Ausgehend von der Krise des Urheberrechts allgemein (es mangelt an ausreichender Harmonisierung allein in der westlichen Welt aufgrund divergierender geschichtlich-philosophischer Herleitung und dogmatischer Ausrichtung) verschärft sich die Krise der Urheberrechtsschranken außerordentlich durch die rasant fortschreitende Digitalisierung der Welt. Die bisherigen Schrankenregelungen sind darauf nicht genügend vorbereitet. Es stellt sich die Frage, wie darauf strategisch geantwortet werden soll, wie die Schranken künftig auszulegen oder zu gestalten sind, um die Krise der Urheberrechtsschranken zu entschärfen.

Die Schrankenproblematik erwächst nicht nur aus der Digitalisierung von Büchern zu E-Books, sondern aus allen neuen digitalen Nutzungsformen.5

Sind geltendes Urheberrecht der rasant fortschreitenden Digitalisierung noch gewachsen und der Interessenkonflikt zwischen Urheber bzw. Rechteinhaber und Nutzer mit geltenden Schranken noch adäquat lösbar?

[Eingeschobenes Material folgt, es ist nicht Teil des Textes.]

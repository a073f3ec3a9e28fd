use serde_json::{Map, Value, json};

use crate::context::keys::params::FORCE_TOKEN_HONEST_AUD;

use super::server::{OpScenario, OpServer};

/// Issues ID tokens addressed to the client registered at the honest OP,
/// so a token obtained for one client is presented to another.
pub struct TokenRecipientConfusionOp;

impl OpScenario for TokenRecipientConfusionOp {
    fn adjust_claims(&self, op: &OpServer, claims: &mut Map<String, Value>) {
        if !op.env().params.bool(FORCE_TOKEN_HONEST_AUD) {
            return;
        }
        match op.honest_client() {
            Some(client) => {
                op.env().logger.log(format!(
                    "Addressing id_token to honest client '{}'.",
                    client.client_id
                ));
                claims.insert("aud".to_string(), json!(client.client_id));
            }
            None => op
                .env()
                .logger
                .log("Honest client unknown, keeping the original audience."),
        }
    }
}
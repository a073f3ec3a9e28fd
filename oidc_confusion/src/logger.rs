//! Ordered, user-visible log of one step execution.

use base64::{Engine as _, engine::general_purpose::STANDARD};
use chrono::{DateTime, Utc};
use serde::{Deserialize, Serialize};
use std::fmt::Display;
use std::sync::{Arc, Mutex, PoisonError};

use crate::actor::{ActorRequest, ActorResponse};

#[derive(Debug, Clone, PartialEq, Serialize, Deserialize)]
#[serde(tag = "type", rename_all = "snake_case")]
pub enum LogContent {
    Text {
        message: String,
    },
    CodeBlock {
        description: Option<String>,
        content: String,
    },
    Screenshot {
        mime_type: String,
        /// Base64 encoded image data
        data: String,
    },
    HttpRequest {
        request_line: String,
        headers: Vec<(String, String)>,
        body: Option<String>,
    },
    HttpResponse {
        status: u16,
        headers: Vec<(String, String)>,
        body: Option<String>,
    },
}

#[derive(Debug, Clone, PartialEq, Serialize, Deserialize)]
pub struct LogEntry {
    pub timestamp: DateTime<Utc>,
    #[serde(flatten)]
    pub content: LogContent,
}

/// Append-only step log shared by the executor, the browser and all actors
/// of a step. Entries are mirrored to `tracing`.
#[derive(Debug, Clone)]
pub struct StepLogger {
    test_id: Arc<str>,
    step: Arc<str>,
    entries: Arc<Mutex<Vec<LogEntry>>>,
}

impl StepLogger {
    pub fn new(test_id: &str, step: &str) -> Self {
        Self {
            test_id: Arc::from(test_id),
            step: Arc::from(step),
            entries: Arc::new(Mutex::new(Vec::new())),
        }
    }

    pub fn log(&self, message: impl Into<String>) {
        let message = message.into();
        tracing::info!(test_id = %self.test_id, step = %self.step, "{}", message);
        self.push(LogContent::Text { message });
    }

    pub fn log_error(&self, message: &str, error: &dyn Display) {
        tracing::warn!(test_id = %self.test_id, step = %self.step, "{}: {}", message, error);
        self.push(LogContent::Text {
            message: format!("{message}: {error}"),
        });
    }

    pub fn log_code_block(&self, description: &str, content: impl Into<String>) {
        let content = content.into();
        tracing::debug!(test_id = %self.test_id, step = %self.step, "{}\n{}", description, content);
        self.push(LogContent::CodeBlock {
            description: Some(description.to_string()),
            content,
        });
    }

    pub fn log_screenshot(&self, image: &[u8], mime_type: &str) {
        tracing::debug!(test_id = %self.test_id, step = %self.step, "Screenshot ({} bytes)", image.len());
        self.push(LogContent::Screenshot {
            mime_type: mime_type.to_string(),
            data: STANDARD.encode(image),
        });
    }

    pub fn log_http_request(&self, request: &ActorRequest) {
        let request_line = format!("{} {}", request.method, request.uri());
        tracing::debug!(test_id = %self.test_id, step = %self.step, "HTTP request: {}", request_line);
        self.push(LogContent::HttpRequest {
            request_line,
            headers: header_pairs(&request.headers),
            body: body_text(&request.body),
        });
    }

    pub fn log_http_response(&self, response: &ActorResponse) {
        tracing::debug!(test_id = %self.test_id, step = %self.step, "HTTP response: {}", response.status);
        self.push(LogContent::HttpResponse {
            status: response.status.as_u16(),
            headers: header_pairs(&response.headers),
            body: body_text(&response.body),
        });
    }

    pub fn entries(&self) -> Vec<LogEntry> {
        self.entries
            .lock()
            .unwrap_or_else(PoisonError::into_inner)
            .clone()
    }

    pub fn len(&self) -> usize {
        self.entries
            .lock()
            .unwrap_or_else(PoisonError::into_inner)
            .len()
    }

    pub fn is_empty(&self) -> bool {
        self.len() == 0
    }

    fn push(&self, content: LogContent) {
        let mut entries = self.entries.lock().unwrap_or_else(PoisonError::into_inner);
        // Timestamps are taken under the lock and never go backwards
        let now = Utc::now();
        let timestamp = match entries.last() {
            Some(last) if last.timestamp > now => last.timestamp,
            _ => now,
        };
        entries.push(LogEntry { timestamp, content });
    }
}

fn header_pairs(headers: &http::HeaderMap) -> Vec<(String, String)> {
    headers
        .iter()
        .map(|(name, value)| {
            (
                name.to_string(),
                String::from_utf8_lossy(value.as_bytes()).into_owned(),
            )
        })
        .collect()
}

fn body_text(body: &[u8]) -> Option<String> {
    if body.is_empty() {
        None
    } else {
        Some(String::from_utf8_lossy(body).into_owned())
    }
}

Die unvorhersehbare rasche technische Entwicklung zeigt, wie wichtig flexibel gehandhabte Urheberrechtsschranken sind. Technischer Fortschritt bringt neue, teils zuvor ungeahnte Nutzungsmöglichkeiten hervor, auf die das Urheberrecht reagieren muss.6 Zum einen ist das urheberrechtliche Verletzungsrisiko deutlich verringert, da geistige Eigentumsrechte und deren Missachtung durch heutige Medien viel leichter nachweisbar sind als in der Zeit ohne Internet und andere moderne Kommunikationsmittel. Zum anderen ist das Verletzungsrisiko ←23 | 24→aber auch deutlich erhöht durch erheblich größere Verfügbarkeit von Werken und die Möglichkeit der schnellen Verbreitung zum Beispiel durch das Internet.7

Einerseits fußt das Urheberrecht in besonderer Weise auf dem historischen Kontext der europäischen Kulturgeschichte,8 andererseits musste...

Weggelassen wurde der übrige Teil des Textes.